07/10/2025 | News release | Distributed by Public on 07/10/2025 11:43

Celebrating 75 Years of F&S

Celebrating 75 Years of F&S

Date: July 10, 2025

Author: ASRM


Part 1: The Founding Vision: Building a Home for Reproductive Science


In January of 1950, as the field of reproductive medicine was just beginning to take shape, the official journal of the American Society for the Study of Sterility (now ASRM) rolled off the presses.

The Society had been formed just six years prior and the group of pioneering physicians and scientists were now coming together to fill a critical gap: the need for a centralized, peer-reviewed platform to share discoveries in fertility, endocrinology, and reproductive biology.
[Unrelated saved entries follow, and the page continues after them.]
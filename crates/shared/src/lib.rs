//! Shared utilities for the Eco-Pulse dashboard.
//!
//! This crate provides common functionality used across the other crates:
//! - Coordinate and widget-bound validation helpers
//! - HTML escaping for server-rendered markup

pub mod html;
pub mod validation;
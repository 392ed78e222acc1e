//! Geospatial scatter overlay.
//!
//! Produces a deck.gl description in the JSON-converter format (`@@type`
//! class names and `@@=` accessor expressions), so the page can hand it to
//! `deck.JSONConverter` unchanged.

use serde::Serialize;

use crate::models::alert::{Alert, REFERENCE_LATITUDE, REFERENCE_LONGITUDE};

/// Default basemap.
pub const DEFAULT_MAP_STYLE: &str = "mapbox://styles/mapbox/dark-v10";

/// Tooltip template, interpolated per hovered marker.
pub const TOOLTIP_TEMPLATE: &str = "{name}\nStatus: {status}";

const LAYER_ID: &str = "alert-zones";

/// Fixed camera. The map never auto-fits to the data.
#[derive(Debug, Clone, Copy, PartialEq, Serialize)]
pub struct ViewState {
    pub latitude: f64,
    pub longitude: f64,
    pub zoom: f64,
    pub pitch: f64,
}

impl ViewState {
    /// Torrington center, zoom 13, tilted 45 degrees.
    pub const TORRINGTON: ViewState = ViewState {
        latitude: REFERENCE_LATITUDE,
        longitude: REFERENCE_LONGITUDE,
        zoom: 13.0,
        pitch: 45.0,
    };
}

/// One plotted alert with its hover text.
#[derive(Debug, Clone, PartialEq, Serialize)]
pub struct Marker {
    #[serde(flatten)]
    pub alert: Alert,
    pub tooltip: String,
}

/// One `ScatterplotLayer`, one circle per alert.
///
/// The outline keeps deck's default line color so it stays visible against
/// the fill.
#[derive(Debug, Clone, PartialEq, Serialize)]
#[serde(rename_all = "camelCase")]
pub struct ScatterplotLayer {
    #[serde(rename = "@@type")]
    pub layer_type: &'static str,
    pub id: &'static str,
    pub data: Vec<Marker>,
    pub get_position: &'static str,
    pub get_fill_color: &'static str,
    pub get_radius: &'static str,
    pub radius_units: &'static str,
    pub pickable: bool,
    pub opacity: f64,
    pub stroked: bool,
    pub filled: bool,
}

impl ScatterplotLayer {
    fn for_alerts(alerts: &[Alert], tooltip: &Tooltip) -> Self {
        let data = alerts
            .iter()
            .map(|alert| Marker {
                alert: alert.clone(),
                tooltip: tooltip.interpolate(alert),
            })
            .collect();

        Self {
            layer_type: "ScatterplotLayer",
            id: LAYER_ID,
            data,
            get_position: "@@=[lon, lat]",
            get_fill_color: "@@=color",
            get_radius: "@@=radius",
            radius_units: "meters",
            pickable: true,
            opacity: 0.6,
            stroked: true,
            filled: true,
        }
    }
}

/// Hover tooltip.
#[derive(Debug, Clone, PartialEq, Serialize)]
pub struct Tooltip {
    pub text: String,
}

impl Tooltip {
    /// Fills the template with an alert's name and status.
    ///
    /// Single pass over the template: placeholders that appear inside the
    /// substituted values are left as they are.
    pub fn interpolate(&self, alert: &Alert) -> String {
        let mut out = String::with_capacity(self.text.len() + alert.name().len());
        let mut rest = self.text.as_str();

        while let Some(start) = rest.find('{') {
            out.push_str(&rest[..start]);
            let tail = &rest[start..];
            if let Some(after) = tail.strip_prefix("{name}") {
                out.push_str(alert.name());
                rest = after;
            } else if let Some(after) = tail.strip_prefix("{status}") {
                out.push_str(alert.status().as_str());
                rest = after;
            } else {
                out.push('{');
                rest = &tail[1..];
            }
        }

        out.push_str(rest);
        out
    }
}

impl Default for Tooltip {
    fn default() -> Self {
        Self {
            text: TOOLTIP_TEMPLATE.to_string(),
        }
    }
}

/// Complete deck description for the map panel.
#[derive(Debug, Clone, PartialEq, Serialize)]
#[serde(rename_all = "camelCase")]
pub struct DeckSpec {
    pub initial_view_state: ViewState,
    pub layers: Vec<ScatterplotLayer>,
    pub map_style: String,
    pub tooltip: Tooltip,
}

impl DeckSpec {
    /// Number of markers drawn across all layers.
    pub fn marker_count(&self) -> usize {
        self.layers.iter().map(|layer| layer.data.len()).sum()
    }
}

/// Renders every alert as a marker over the fixed Torrington view.
pub fn render_map(alerts: &[Alert], map_style: &str) -> DeckSpec {
    let tooltip = Tooltip::default();
    DeckSpec {
        initial_view_state: ViewState::TORRINGTON,
        layers: vec![ScatterplotLayer::for_alerts(alerts, &tooltip)],
        map_style: map_style.to_string(),
        tooltip,
    }
}
//! Dashboard page routes.

use axum::{
    extract::{Query, State},
    http::StatusCode,
    response::{Html, IntoResponse, Redirect, Response},
    Form,
};
use serde::Deserialize;
use tracing::{info, warn};

use domain::models::{AlertFormFields, AlertInput};
use domain::services::SUCCESS_MESSAGE;

use crate::app::AppState;
use crate::error::ApiError;
use crate::extractors::CurrentSession;
use crate::middleware::metrics::record_alert_submitted;
use crate::pages::{render_dashboard_page, Flash};
use crate::routes::with_dashboard;

/// Where a successful form submission lands.
pub const ADDED_REDIRECT: &str = "/?added=1";

#[derive(Debug, Default, Deserialize)]
pub struct DashboardQuery {
    #[serde(default)]
    pub added: Option<String>,
}

impl DashboardQuery {
    fn flash(&self) -> Option<Flash> {
        match self.added.as_deref() {
            Some("1") => Some(Flash::Success(SUCCESS_MESSAGE.to_string())),
            _ => None,
        }
    }
}

fn render_page(
    state: &AppState,
    session: &CurrentSession,
    flash: Option<Flash>,
    status: StatusCode,
) -> Result<Response, ApiError> {
    // Rendering happens after the registry lock is released.
    let view = with_dashboard(state, session, |dashboard| dashboard.view().clone())?;
    let html = render_dashboard_page(&view, flash.as_ref(), &state.config.dashboard)
        .map_err(|e| ApiError::Internal(format!("Failed to serialize map: {}", e)))?;

    Ok((status, Html(html)).into_response())
}

/// GET /
pub async fn show_dashboard(
    State(state): State<AppState>,
    session: CurrentSession,
    Query(query): Query<DashboardQuery>,
) -> Result<Response, ApiError> {
    render_page(&state, &session, query.flash(), StatusCode::OK)
}

/// POST /alerts
///
/// Post/redirect/get: a valid submission redirects back to the page with the
/// acknowledgement, an invalid one re-renders the page with the error and
/// leaves the store untouched.
pub async fn submit_alert_form(
    State(state): State<AppState>,
    session: CurrentSession,
    Form(fields): Form<AlertFormFields>,
) -> Result<Response, ApiError> {
    let result = match AlertInput::try_from(fields) {
        Ok(input) => with_dashboard(&state, &session, |dashboard| dashboard.submit(input))?,
        Err(err) => Err(err),
    };

    match result {
        Ok(submission) => {
            record_alert_submitted(submission.alert.status());
            info!(
                session_id = %session.id,
                index = submission.index,
                "Alert added from form"
            );
            Ok(Redirect::to(ADDED_REDIRECT).into_response())
        }
        Err(err) => {
            let message = ApiError::from(err).public_message();
            warn!(session_id = %session.id, error = %message, "Alert form rejected");
            render_page(
                &state,
                &session,
                Some(Flash::Error(message)),
                StatusCode::BAD_REQUEST,
            )
        }
    }
}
At the time, the concept of infertility as a clinical condition deserving focused research and medical attention was still emerging. Treatments were limited, and the science of human reproduction was fragmented across disciplines.

The group recognized that to drive progress, the field needed a publication dedicated entirely to the scientific exploration of human fertility, infertility, and reproductive health. The inaugural issue of Fertility and Sterility was published in January 1950 under the editorial leadership of Dr. Pendleton Tompkins.

Tompkins, a leading gynecologist and researcher of his time, was known for his pioneering work in female reproductive anatomy and surgical innovation. He had a deep commitment to both scientific rigor and social responsibility, as reflected in his inaugural editorial letter. In it, he argued that the overabundance of medical literature justified the journal's existence, as it was nearly impossible for specialists to sift through tens of thousands of articles each year. A focused journal could consolidate the most relevant work in a single, reliable source.

Tompkins envisioned Fertility and Sterility as a multidisciplinary journal that would serve "anatomists, embryologists, endocrinologists, geneticists, gynecologists, obstetricians, pathologists, physiologists, urologists, and veterinarians."

What began as a thoughtful response to scattered scholarship has become a pillar of reproductive medicine, and this collaborative spirit continues to be a beacon for social and academic progress.

Seventy-five years later after it was first published, Fertility and Sterility remains a cornerstone of the field of reproductive medicine. Publishing world-class science, asking hard questions, and still driven by the founding vision: to bring clarity, collaboration, and purpose to the ever-evolving science of human reproduction.